- What you should do: Reproduce, exactly and in full, only the lines below from the one containing "ChannelFuture<'a, CommandId, Self::Error>" through the one containing "ChannelFuture<'a, CommandInvocation, Self::Error>".
** Opening Data for processing block **
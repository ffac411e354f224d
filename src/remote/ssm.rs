//! Systems Manager implementation of [`ManagementChannel`].

use aws_config::{BehaviorVersion, Region};
use aws_sdk_ssm::Client;
use aws_sdk_ssm::error::DisplayErrorContext;
use aws_sdk_ssm::operation::get_command_invocation::GetCommandInvocationError;
use thiserror::Error;

use super::{
    ChannelFuture, CommandId, CommandInvocation, InvocationStatus, ManagementChannel,
    RemoteCommand,
};

/// Document that runs its `commands` parameter through `/bin/sh`.
pub const SHELL_DOCUMENT: &str = "AWS-RunShellScript";

/// Errors raised by the Systems Manager channel.
#[derive(Clone, Debug, Error, Eq, PartialEq)]
pub enum SsmChannelError {
    /// Wrapper for API level failures.
    #[error("ssm {operation} failed: {message}")]
    Api {
        /// API operation that failed.
        operation: &'static str,
        /// Message returned by the SDK.
        message: String,
    },
    /// Raised when a response lacks a field the channel relies on.
    #[error("ssm {operation} response missing {field}")]
    MissingField {
        /// API operation whose response was incomplete.
        operation: &'static str,
        /// Missing field name.
        field: &'static str,
    },
}

/// Channel backed by the Systems Manager API in one region.
#[derive(Clone, Debug)]
pub struct SsmChannel {
    client: Client,
}

impl SsmChannel {
    /// Builds a channel for `region` using the default credential chain.
    pub async fn connect(region: &str) -> Self {
        let config = aws_config::defaults(BehaviorVersion::latest())
            .region(Region::new(region.to_owned()))
            .load()
            .await;
        Self {
            client: Client::new(&config),
        }
    }

    async fn send(&self, command: &RemoteCommand) -> Result<CommandId, SsmChannelError> {
        let output = self
            .client
            .send_command()
            .instance_ids(command.target_instance_id.as_str())
            .document_name(SHELL_DOCUMENT)
            .parameters("commands", vec![command.shell_text.clone()])
            .send()
            .await
            .map_err(|err| api_error("SendCommand", &err))?;

        output
            .command()
            .and_then(|sent| sent.command_id())
            .map(CommandId::new)
            .ok_or(SsmChannelError::MissingField {
                operation: "SendCommand",
                field: "CommandId",
            })
    }

    async fn invocation(
        &self,
        command_id: &CommandId,
        instance_id: &str,
    ) -> Result<CommandInvocation, SsmChannelError> {
        let response = self
            .client
            .get_command_invocation()
            .command_id(command_id.as_str())
            .instance_id(instance_id)
            .send()
            .await;

        let output = match response {
            Ok(output) => output,
            // The invocation becomes visible shortly after dispatch.
            Err(err)
                if err
                    .as_service_error()
                    .is_some_and(GetCommandInvocationError::is_invocation_does_not_exist) =>
            {
                return Ok(CommandInvocation::with_status(InvocationStatus::Pending));
            }
            Err(err) => return Err(api_error("GetCommandInvocation", &err)),
        };

        let status = output
            .status()
            .map(|status| InvocationStatus::from_provider(status.as_str()))
            .ok_or(SsmChannelError::MissingField {
                operation: "GetCommandInvocation",
                field: "Status",
            })?;

        Ok(CommandInvocation {
            status,
            stdout: output
                .standard_output_content()
                .unwrap_or_default()
                .to_owned(),
            stderr: output
                .standard_error_content()
                .unwrap_or_default()
                .to_owned(),
        })
    }

    async fn cancel(
        &self,
        command_id: &CommandId,
        instance_id: &str,
    ) -> Result<(), SsmChannelError> {
        self.client
            .cancel_command()
            .command_id(command_id.as_str())
            .instance_ids(instance_id)
            .send()
            .await
            .map_err(|err| api_error("CancelCommand", &err))?;
        Ok(())
    }
}

impl ManagementChannel for SsmChannel {
    type Error = SsmChannelError;

    fn send_command<'a>(
        &'a self,
        command: &'a RemoteCommand,
    ) -> ChannelFuture<'a, CommandId, Self::Error> {
        Box::pin(self.send(command))
    }

    fn get_command_invocation<'a>(
        &'a self,
        command_id: &'a CommandId,
        instance_id: &'a str,
    ) -> ChannelFuture<'a, CommandInvocation, Self::Error> {
        Box::pin(self.invocation(command_id, instance_id))
    }

    fn cancel_command<'a>(
        &'a self,
        command_id: &'a CommandId,
        instance_id: &'a str,
    ) -> ChannelFuture<'a, (), Self::Error> {
        Box::pin(self.cancel(command_id, instance_id))
    }
}

fn api_error<E>(operation: &'static str, err: &E) -> SsmChannelError
where
    E: std::error::Error,
{
    SsmChannelError::Api {
        operation,
        message: DisplayErrorContext(err).to_string(),
    }
}
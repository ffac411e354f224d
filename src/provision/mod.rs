//! Orchestrates deployment of the proxy stack.
//!
//! The provisioner resolves the boot image, declares and synthesises the
//! resource graph, submits it to the stack engine, waits for the stack to
//! settle, and persists the exported facts. Any step failing aborts the run;
//! rollback is left to the engine.

use std::time::{Duration, Instant};

use thiserror::Error;
use tokio::time::sleep;
use tracing::{debug, info, warn};

use crate::engine::{StackEngine, StackPhase, StackSnapshot, UpdateOutcome};
use crate::image::{ImageLookupError, ImageResolver};
use crate::outputs::{
    CONFIG_INSTRUCTIONS_KEY, INSTANCE_ID_KEY, OutputFacts, OutputsError, OutputsStore,
    PROXY_IP_KEY, REGION_KEY, SESSION_MANAGER_ACCESS_KEY,
};
use crate::stack::{ProxyStack, StackSettings, Template};

const POLL_INTERVAL: Duration = Duration::from_secs(5);
const WAIT_TIMEOUT: Duration = Duration::from_secs(30 * 60);

/// Facts every settled stack must export.
pub const REQUIRED_OUTPUTS: [&str; 5] = [
    PROXY_IP_KEY,
    INSTANCE_ID_KEY,
    REGION_KEY,
    SESSION_MANAGER_ACCESS_KEY,
    CONFIG_INSTRUCTIONS_KEY,
];

/// Parameters of one deployment.
#[derive(Clone, Debug, Eq, PartialEq)]
pub struct DeployRequest {
    /// Stack name, also the key in the outputs file.
    pub stack_name: String,
    /// Account the stack must belong to, when known.
    pub account: Option<String>,
    /// Target region.
    pub region: String,
    /// Instance size.
    pub instance_type: String,
}

/// Errors surfaced while provisioning or tearing down the stack.
#[derive(Debug, Error)]
pub enum ProvisionError<EngineError>
where
    EngineError: std::error::Error + 'static,
{
    /// Raised when the boot image cannot be resolved.
    #[error("failed to resolve boot image: {0}")]
    Image(#[source] ImageLookupError),
    /// Raised when the template cannot be rendered.
    #[error("failed to render template: {message}")]
    Render {
        /// Human-readable description of the failure.
        message: String,
    },
    /// Raised when an engine call fails.
    #[error("stack engine error: {0}")]
    Engine(#[source] EngineError),
    /// Raised when an existing stack can only be deleted.
    #[error(
        "stack {stack_name} is in {status} and cannot be updated; run `reality-proxy destroy` first"
    )]
    RequiresTeardown {
        /// Stack name.
        stack_name: String,
        /// Current status.
        status: String,
    },
    /// Raised when the stack belongs to a different account.
    #[error("stack {stack_name} belongs to account {actual}, expected {expected}")]
    AccountMismatch {
        /// Stack name.
        stack_name: String,
        /// Configured account.
        expected: String,
        /// Account embedded in the stack id.
        actual: String,
    },
    /// Raised when the stack settles in a failed state.
    #[error("stack {stack_name} ended in {status}: {reason}")]
    StackFailed {
        /// Stack name.
        stack_name: String,
        /// Final status.
        status: String,
        /// Status reason reported by the engine.
        reason: String,
    },
    /// Raised when the stack disappears while being waited on.
    #[error("stack {stack_name} no longer exists")]
    Vanished {
        /// Stack name.
        stack_name: String,
    },
    /// Raised when the stack does not settle before the deadline.
    #[error("timeout waiting for stack {stack_name} (last status {status})")]
    Timeout {
        /// Stack name.
        stack_name: String,
        /// Last observed status.
        status: String,
    },
    /// Raised when a settled stack lacks a required output.
    #[error("stack {stack_name} did not export {key}")]
    MissingOutput {
        /// Stack name.
        stack_name: String,
        /// Missing output key.
        key: &'static str,
    },
    /// Raised when the outputs file cannot be written.
    #[error("failed to persist outputs: {0}")]
    Persist(#[source] OutputsError),
}

/// Result of a teardown request.
#[derive(Clone, Copy, Debug, Eq, PartialEq)]
pub enum DestroyOutcome {
    /// The stack existed and has been deleted.
    Deleted,
    /// No stack with that name existed.
    Absent,
}

/// Drives a stack engine through creation, update and deletion waits.
#[derive(Debug)]
pub struct StackLifecycle<E> {
    engine: E,
    poll_interval: Duration,
    wait_timeout: Duration,
}

impl<E> StackLifecycle<E>
where
    E: StackEngine,
{
    /// Creates a lifecycle driver with the default poll cadence.
    #[must_use]
    pub const fn new(engine: E) -> Self {
        Self {
            engine,
            poll_interval: POLL_INTERVAL,
            wait_timeout: WAIT_TIMEOUT,
        }
    }

    /// Overrides the stack polling interval.
    ///
    /// This is primarily used by tests to keep timeout scenarios fast.
    #[must_use]
    pub const fn with_poll_interval(mut self, interval: Duration) -> Self {
        self.poll_interval = interval;
        self
    }

    /// Overrides the stack wait timeout.
    ///
    /// This is primarily used by tests to keep timeout scenarios fast.
    #[must_use]
    pub const fn with_wait_timeout(mut self, timeout: Duration) -> Self {
        self.wait_timeout = timeout;
        self
    }

    /// Deletes the stack and waits until it is gone.
    ///
    /// # Errors
    ///
    /// Returns [`ProvisionError`] when an engine call fails, the deletion
    /// fails, or the stack is still present at the deadline.
    pub async fn destroy(
        &self,
        stack_name: &str,
    ) -> Result<DestroyOutcome, ProvisionError<E::Error>> {
        let existing = self
            .engine
            .describe(stack_name)
            .await
            .map_err(ProvisionError::Engine)?;
        if existing.is_none_or(|snapshot| snapshot.status.phase() == StackPhase::Deleted) {
            warn!(stack = stack_name, "stack does not exist; nothing to destroy");
            return Ok(DestroyOutcome::Absent);
        }

        info!(stack = stack_name, "deleting stack");
        self.engine
            .delete(stack_name)
            .await
            .map_err(ProvisionError::Engine)?;
        self.wait_until_gone(stack_name).await?;
        Ok(DestroyOutcome::Deleted)
    }

    async fn wait_until_settled(
        &self,
        stack_name: &str,
    ) -> Result<StackSnapshot, ProvisionError<E::Error>> {
        let deadline = Instant::now().checked_add(self.wait_timeout);
        loop {
            let snapshot = self
                .engine
                .describe(stack_name)
                .await
                .map_err(ProvisionError::Engine)?
                .ok_or_else(|| ProvisionError::Vanished {
                    stack_name: stack_name.to_owned(),
                })?;

            match snapshot.status.phase() {
                StackPhase::Settled => return Ok(snapshot),
                StackPhase::InProgress => {
                    debug!(stack = stack_name, status = %snapshot.status, "stack in progress");
                }
                StackPhase::Failed | StackPhase::Deleted => {
                    return Err(stack_failed(stack_name, snapshot));
                }
            }

            if is_past(deadline) {
                return Err(ProvisionError::Timeout {
                    stack_name: stack_name.to_owned(),
                    status: snapshot.status.to_string(),
                });
            }
            sleep(self.poll_interval).await;
        }
    }

    async fn wait_until_gone(&self, stack_name: &str) -> Result<(), ProvisionError<E::Error>> {
        let deadline = Instant::now().checked_add(self.wait_timeout);
        loop {
            let Some(snapshot) = self
                .engine
                .describe(stack_name)
                .await
                .map_err(ProvisionError::Engine)?
            else {
                return Ok(());
            };

            match snapshot.status.phase() {
                StackPhase::Deleted => return Ok(()),
                StackPhase::Failed => return Err(stack_failed(stack_name, snapshot)),
                StackPhase::InProgress | StackPhase::Settled => {}
            }

            if is_past(deadline) {
                return Err(ProvisionError::Timeout {
                    stack_name: stack_name.to_owned(),
                    status: snapshot.status.to_string(),
                });
            }
            sleep(self.poll_interval).await;
        }
    }
}

/// Executes deployments against a stack engine.
#[derive(Debug)]
pub struct Provisioner<E, R> {
    lifecycle: StackLifecycle<E>,
    resolver: R,
    store: OutputsStore,
}

impl<E, R> Provisioner<E, R>
where
    E: StackEngine,
    R: ImageResolver,
{
    /// Creates a new provisioner.
    #[must_use]
    pub const fn new(engine: E, resolver: R, store: OutputsStore) -> Self {
        Self {
            lifecycle: StackLifecycle::new(engine),
            resolver,
            store,
        }
    }

    /// Overrides the stack polling interval.
    ///
    /// This is primarily used by tests to keep timeout scenarios fast.
    #[must_use]
    pub const fn with_poll_interval(mut self, interval: Duration) -> Self {
        self.lifecycle.poll_interval = interval;
        self
    }

    /// Overrides the stack wait timeout.
    ///
    /// This is primarily used by tests to keep timeout scenarios fast.
    #[must_use]
    pub const fn with_wait_timeout(mut self, timeout: Duration) -> Self {
        self.lifecycle.wait_timeout = timeout;
        self
    }

    /// Resolves the image and synthesises the template without deploying.
    ///
    /// # Errors
    ///
    /// Returns [`ProvisionError::Image`] when the image cannot be resolved.
    pub async fn synth(
        &self,
        request: &DeployRequest,
    ) -> Result<Template, ProvisionError<E::Error>> {
        synthesize_template(&self.resolver, &request.instance_type)
            .await
            .map_err(ProvisionError::Image)
    }

    /// Deploys the stack and returns the persisted facts.
    ///
    /// # Errors
    ///
    /// Returns [`ProvisionError`] when image resolution, template rendering,
    /// an engine call, the stack itself, or persistence fails.
    pub async fn provision(
        &self,
        request: &DeployRequest,
    ) -> Result<OutputFacts, ProvisionError<E::Error>> {
        let template = self.synth(request).await?;
        let body = template.render().map_err(|err| ProvisionError::Render {
            message: err.to_string(),
        })?;

        let engine = &self.lifecycle.engine;
        let stack_name = request.stack_name.as_str();
        let existing = engine
            .describe(stack_name)
            .await
            .map_err(ProvisionError::Engine)?
            .filter(|snapshot| snapshot.status.phase() != StackPhase::Deleted);

        let settled = match existing {
            Some(snapshot) => {
                check_account(request, &snapshot)?;
                if snapshot.status.requires_teardown() {
                    return Err(ProvisionError::RequiresTeardown {
                        stack_name: stack_name.to_owned(),
                        status: snapshot.status.to_string(),
                    });
                }
                info!(stack = stack_name, "updating existing stack");
                match engine
                    .update(stack_name, &body)
                    .await
                    .map_err(ProvisionError::Engine)?
                {
                    UpdateOutcome::Started => {
                        self.lifecycle.wait_until_settled(stack_name).await?
                    }
                    UpdateOutcome::NoChanges => {
                        info!(stack = stack_name, "stack already up to date");
                        snapshot
                    }
                }
            }
            None => {
                info!(stack = stack_name, region = %request.region, "creating stack");
                let stack_id = engine
                    .create(stack_name, &body)
                    .await
                    .map_err(ProvisionError::Engine)?;
                debug!(stack_id = %stack_id, "stack creation accepted");
                self.lifecycle.wait_until_settled(stack_name).await?
            }
        };

        check_account(request, &settled)?;
        let facts = collect_outputs(stack_name, &settled)?;
        self.store
            .write(stack_name, &facts)
            .map_err(ProvisionError::Persist)?;
        info!(stack = stack_name, path = %self.store.path(), "outputs persisted");
        Ok(facts)
    }
}

/// Resolves the boot image and synthesises the template.
///
/// Needs no stack engine, so `synth` works without deployment credentials
/// when the image is given explicitly.
///
/// # Errors
///
/// Returns [`ImageLookupError`] when the image cannot be resolved.
pub async fn synthesize_template<R>(
    resolver: &R,
    instance_type: &str,
) -> Result<Template, ImageLookupError>
where
    R: ImageResolver,
{
    let image = resolver.resolve().await?;
    info!(image = %image, "resolved boot image");
    let stack = ProxyStack::declare(StackSettings {
        instance_type: instance_type.to_owned(),
        image,
    });
    Ok(stack.synthesize())
}

fn is_past(deadline: Option<Instant>) -> bool {
    deadline.is_some_and(|limit| Instant::now() >= limit)
}

fn stack_failed<E>(stack_name: &str, snapshot: StackSnapshot) -> ProvisionError<E>
where
    E: std::error::Error + 'static,
{
    ProvisionError::StackFailed {
        stack_name: stack_name.to_owned(),
        status: snapshot.status.to_string(),
        reason: snapshot
            .status_reason
            .unwrap_or_else(|| String::from("no reason reported")),
    }
}

fn check_account<E>(
    request: &DeployRequest,
    snapshot: &StackSnapshot,
) -> Result<(), ProvisionError<E>>
where
    E: std::error::Error + 'static,
{
    let (Some(expected), Some(actual)) = (request.account.as_deref(), snapshot.account_id()) else {
        return Ok(());
    };
    if expected == actual {
        return Ok(());
    }
    Err(ProvisionError::AccountMismatch {
        stack_name: request.stack_name.clone(),
        expected: expected.to_owned(),
        actual: actual.to_owned(),
    })
}

fn collect_outputs<E>(
    stack_name: &str,
    snapshot: &StackSnapshot,
) -> Result<OutputFacts, ProvisionError<E>>
where
    E: std::error::Error + 'static,
{
    let mut facts = OutputFacts::new();
    for key in REQUIRED_OUTPUTS {
        let value = snapshot
            .outputs
            .get(key)
            .ok_or_else(|| ProvisionError::MissingOutput {
                stack_name: stack_name.to_owned(),
                key,
            })?;
        facts.insert(key, value.clone());
    }
    Ok(facts)
}

#[cfg(test)]
mod tests;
** Closing Data for processing block **
- Worked solution:
    ) -> ChannelFuture<'a, CommandId, Self::Error> {
        Box::pin(self.send(command))
    }

    fn get_command_invocation<'a>(
        &'a self,
        command_id: &'a CommandId,
        instance_id: &'a str,
    ) -> ChannelFuture<'a, CommandInvocation, Self::Error> {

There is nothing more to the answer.